What you have to do:
Copy out every line of the data that has the word "VerticalAlign" somewhere in it.

━━━ Data under study

#[cfg(test)]
mod tests {
    use super::*;
    use crate::align::{HorizontalAnchor, VerticalAnchor};
    use crate::metrics::{CachingMetrics, CellMetrics, FixedAdvanceMetrics};
    use horizon_prose_text::Style;

    const EPSILON: f32 = 1e-3;

    fn cells(text: &str, options: LayoutOptions) -> Arc<FragmentedText> {
        FragmentedText::generate(&RichText::value_of(text), &CellMetrics, &options)
    }

    fn line_texts(layout: &FragmentedText) -> Vec<String> {
        layout.lines().iter().map(FragmentLine::text).collect()
    }

    fn init_logging() {
        let _ = tracing_subscriber::fmt()
            .with_test_writer()
            .with_max_level(tracing::Level::TRACE)
            .try_init();
    }

    #[test]
    fn empty_text_is_shared() {
        let layout = FragmentedText::generate(&RichText::empty(), &CellMetrics, &LayoutOptions::new());
        assert!(Arc::ptr_eq(&layout, &FragmentedText::empty()));
        assert!(layout.is_empty());
        assert_eq!((layout.width(), layout.height(), layout.baseline()), (0.0, 0.0, 0.0));
    }

    #[test]
    fn single_line() {
        let layout = FragmentedText::generate(
            &RichText::value_of("Hello world"),
            &FixedAdvanceMetrics::default(),
            &LayoutOptions::new(),
        );
        assert_eq!(layout.line_count(), 1);
        assert_eq!(layout.fragments().count(), 3);
        assert!((layout.actual_width() - 79.2).abs() < EPSILON);
        assert!((layout.height() - 12.0).abs() < EPSILON);
        assert!((layout.baseline() - 9.6).abs() < EPSILON);
        assert_eq!(layout.text(), "Hello world");
    }

    #[test]
    fn wraps_within_width() {
        init_logging();
        let text = RichText::value_of(
            "This is a longer text that should wrap across several lines when laid out",
        );
        let options = LayoutOptions::new().wrap_width(100.0);
        let layout = FragmentedText::generate(&text, &FixedAdvanceMetrics::default(), &options);

        assert!(layout.line_count() > 1);
        for line in layout.lines() {
            let sum: f32 = line.fragments().iter().map(|f| f.width).sum();
            assert!(sum <= 100.0 + EPSILON, "line {:?} is {sum} wide", line.text());
            assert!(!line.fragments().first().is_some_and(Fragment::is_whitespace));
            assert!(!line.fragments().last().is_some_and(Fragment::is_whitespace));
        }
        assert_eq!(
            layout.text().replace('\n', " "),
            "This is a longer text that should wrap across several lines when laid out"
        );
    }

    #[test]
    fn justify_stretches_all_but_last_line() {
        let text = RichText::value_of(
            "Justified text spreads its words so that every line but the last one fills the box",
        );
        let options = LayoutOptions::new()
            .width(100.0)
            .wrap_width(100.0)
            .horizontal_align(HorizontalAlign::Justify);
        let layout = FragmentedText::generate(&text, &FixedAdvanceMetrics::default(), &options);
        assert!(layout.line_count() > 2);

        let (last, rest) = layout.lines().split_last().expect("lines");
        for line in rest.iter().filter(|line| line.whitespace_width() > 0.0) {
            let spaces: Vec<f32> = line
                .fragments()
                .iter()
                .filter(|f| f.is_whitespace())
                .map(|f| f.width)
                .collect();
            assert!(spaces.iter().all(|w| (w - spaces[0]).abs() < EPSILON));
            assert!(spaces[0] >= 7.2 - EPSILON);
            assert!((line.width() - 100.0).abs() < EPSILON);
        }
        for space in last.fragments().iter().filter(|f| f.is_whitespace()) {
            assert!((space.width - 7.2).abs() < EPSILON);
        }
    }

    #[test]
    fn distribute_without_whitespace_is_unchanged() {
        let layout = cells("word", LayoutOptions::new().width(10.0).horizontal_align(HorizontalAlign::Distribute));
        assert_eq!(layout.lines()[0].width(), 4.0);

        let layout = cells("a b", LayoutOptions::new().width(10.0).horizontal_align(HorizontalAlign::Distribute));
        let fragments = layout.lines()[0].fragments();
        assert_eq!(fragments[1].width, 8.0);
        assert_eq!(fragments[2].x, 9.0);
        assert_eq!(layout.actual_width(), 10.0);
    }

    #[test]
    fn right_and_center() {
        let right = cells("  ab", LayoutOptions::new().width(10.0).horizontal_align(HorizontalAlign::Right));
        assert_eq!(right.lines()[0].fragments()[0].x, 8.0);
        assert_eq!(right.lines()[0].text(), "ab");

        let center = cells("ab  ", LayoutOptions::new().width(10.0).horizontal_align(HorizontalAlign::Center));
        assert_eq!(center.lines()[0].fragments()[0].x, 4.0);
        assert_eq!(center.lines()[0].text(), "ab");
    }

    #[test]
    fn justified_last_line_trims_like_left() {
        let justify = LayoutOptions::new().width(10.0).horizontal_align(HorizontalAlign::Justify);
        let layout = cells("  ab  ", justify);
        assert_eq!(line_texts(&layout), vec!["  ab"]);

        let wrapped = LayoutOptions::new()
            .width(5.0)
            .wrap_width(5.0)
            .horizontal_align(HorizontalAlign::Justify);
        let layout = cells("  aa bb cc", wrapped);
        assert_eq!(line_texts(&layout), vec!["aa", "bb cc"]);

        let layout = cells("  x\n  yy zz", LayoutOptions::new().width(10.0).horizontal_align(HorizontalAlign::Justify));
        assert_eq!(line_texts(&layout), vec!["x", "  yy zz"]);
    }

    #[test]
    fn left_keeps_leading_whitespace() {
        let layout = cells("  ab  ", LayoutOptions::new());
        assert_eq!(layout.lines()[0].text(), "  ab");
    }

    #[test]
    fn long_words_overflow_or_slice() {
        let soft = cells("a bcdefgh c", LayoutOptions::new().wrap_width(4.0));
        assert_eq!(line_texts(&soft), vec!["a", "bcdefgh", "c"]);

        let hard = cells("abcdefghij", LayoutOptions::new().wrap_width(4.0).hard_wrap(true));
        assert_eq!(line_texts(&hard), vec!["abcd", "efgh", "ij"]);
        assert!(hard.lines().iter().all(|line| line.width() <= 4.0));
    }

    #[test]
    fn hard_wrap_slices_on_fresh_line() {
        let layout = cells("ab cdefgh", LayoutOptions::new().wrap_width(5.0).hard_wrap(true));
        assert_eq!(line_texts(&layout), vec!["ab", "cdefg", "h"]);
    }

    #[test]
    fn hard_wrap_narrower_than_a_grapheme() {
        let layout = cells("ab", LayoutOptions::new().wrap_width(0.5).hard_wrap(true));
        assert_eq!(line_texts(&layout), vec!["a", "b"]);
    }

    #[test]
    fn physical_lines_and_blank_lines() {
        let layout = cells("a\n\nb", LayoutOptions::new());
        assert_eq!(line_texts(&layout), vec!["a", "", "b"]);
        assert_eq!(layout.lines()[1].height(), 1.0);
        assert_eq!(layout.lines()[2].y(), 2.0);
        assert_eq!(layout.actual_height(), 3.0);
    }

    #[test]
    fn vertical_alignment() {
        let middle = cells("a\nb", LayoutOptions::new().height(10.0).vertical_align(VerticalAlign::Middle));
        assert_eq!(middle.lines()[0].y(), 4.0);

        let bottom = cells("a\nb", LayoutOptions::new().height(10.0).vertical_align(VerticalAlign::Bottom));
        assert_eq!(bottom.lines()[1].y(), 9.0);

        let spread = cells("a\nb", LayoutOptions::new().height(10.0).vertical_align(VerticalAlign::Distributed));
        assert_eq!(spread.lines()[0].y(), 0.0);
        assert_eq!(spread.lines()[1].y(), 9.0);
        assert_eq!(spread.actual_height(), 10.0);
    }

    #[test]
    fn anchors_translate_the_box() {
        let options = LayoutOptions::new()
            .size(10.0, 10.0)
            .horizontal_anchor(HorizontalAnchor::Center)
            .vertical_anchor(VerticalAnchor::Middle);
        let layout = cells("a", options);
        let fragment = &layout.lines()[0].fragments()[0];
        assert_eq!((fragment.x, fragment.y), (-5.0, -5.0));
        assert_eq!((layout.left(), layout.top()), (-5.0, -5.0));

        let baseline = cells("a", LayoutOptions::new().vertical_anchor(VerticalAnchor::Baseline));
        assert_eq!(baseline.baseline(), 0.0);
        assert_eq!(baseline.lines()[0].baseline(), 0.0);
    }

    #[test]
    fn anchors_combine_with_vertical_alignment() {
        let fragment_ys = |layout: &FragmentedText| -> Vec<f32> {
            layout.fragments().map(|f| f.y).collect()
        };

        let bottom = cells(
            "a\nb",
            LayoutOptions::new()
                .height(10.0)
                .vertical_align(VerticalAlign::Bottom)
                .vertical_anchor(VerticalAnchor::Bottom),
        );
        assert_eq!(fragment_ys(&bottom), vec![-2.0, -1.0]);
        assert_eq!(bottom.top(), -10.0);

        let middle = cells(
            "a\nb",
            LayoutOptions::new()
                .height(10.0)
                .vertical_align(VerticalAlign::Middle)
                .vertical_anchor(VerticalAnchor::Bottom),
        );
        assert_eq!(fragment_ys(&middle), vec![-6.0, -5.0]);

        let baseline = cells(
            "a\nb",
            LayoutOptions::new()
                .height(10.0)
                .vertical_align(VerticalAlign::Middle)
                .vertical_anchor(VerticalAnchor::Baseline),
        );
        assert_eq!(fragment_ys(&baseline), vec![-1.0, 0.0]);
        assert_eq!(baseline.baseline(), 0.0);
        assert_eq!(baseline.lines()[0].baseline(), 0.0);

        let baseline_bottom = cells(
            "a",
            LayoutOptions::new()
                .height(10.0)
                .vertical_align(VerticalAlign::Bottom)
                .vertical_anchor(VerticalAnchor::Baseline),
        );
        assert_eq!(fragment_ys(&baseline_bottom), vec![-1.0]);
        assert_eq!(baseline_bottom.top(), -10.0);
    }

    #[test]
    fn runs_keep_their_fonts() {
        let big = Style::builder("big").font_size(24.0).build();
        let text = RichText::value_of("small ") + RichText::styled("BIG", &big);
        let layout = FragmentedText::generate(&text, &FixedAdvanceMetrics::default(), &LayoutOptions::new());

        let fragments: Vec<&Fragment> = layout.fragments().collect();
        assert_eq!(fragments.len(), 3);
        assert_eq!(fragments[2].font.size(), 24.0);
        assert!((fragments[0].baseline() - fragments[2].baseline()).abs() < EPSILON);
        assert!((layout.lines()[0].height() - 24.0).abs() < EPSILON);
        assert_eq!(fragments[2].text(), &RichText::styled("BIG", &big));
    }

    #[test]
    fn caching_provider_is_reused() {
        let metrics = CachingMetrics::new(FixedAdvanceMetrics::default());
        let text = RichText::value_of("one two one two");
        let first = FragmentedText::generate(&text, &metrics, &LayoutOptions::new());
        let second = FragmentedText::generate(&text, &metrics, &LayoutOptions::new());
        assert_eq!(first.text(), second.text());
        assert!(metrics.stats().hits > 0);
    }
}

━━━━━━

Result below:
        let middle = cells("a\nb", LayoutOptions::new().height(10.0).vertical_align(VerticalAlign::Middle));
        let bottom = cells("a\nb", LayoutOptions::new().height(10.0).vertical_align(VerticalAlign::Bottom));
        let spread = cells("a\nb", LayoutOptions::new().height(10.0).vertical_align(VerticalAlign::Distributed));
                .vertical_align(VerticalAlign::Bottom)
                .vertical_align(VerticalAlign::Middle)
                .vertical_align(VerticalAlign::Middle)
                .vertical_align(VerticalAlign::Bottom)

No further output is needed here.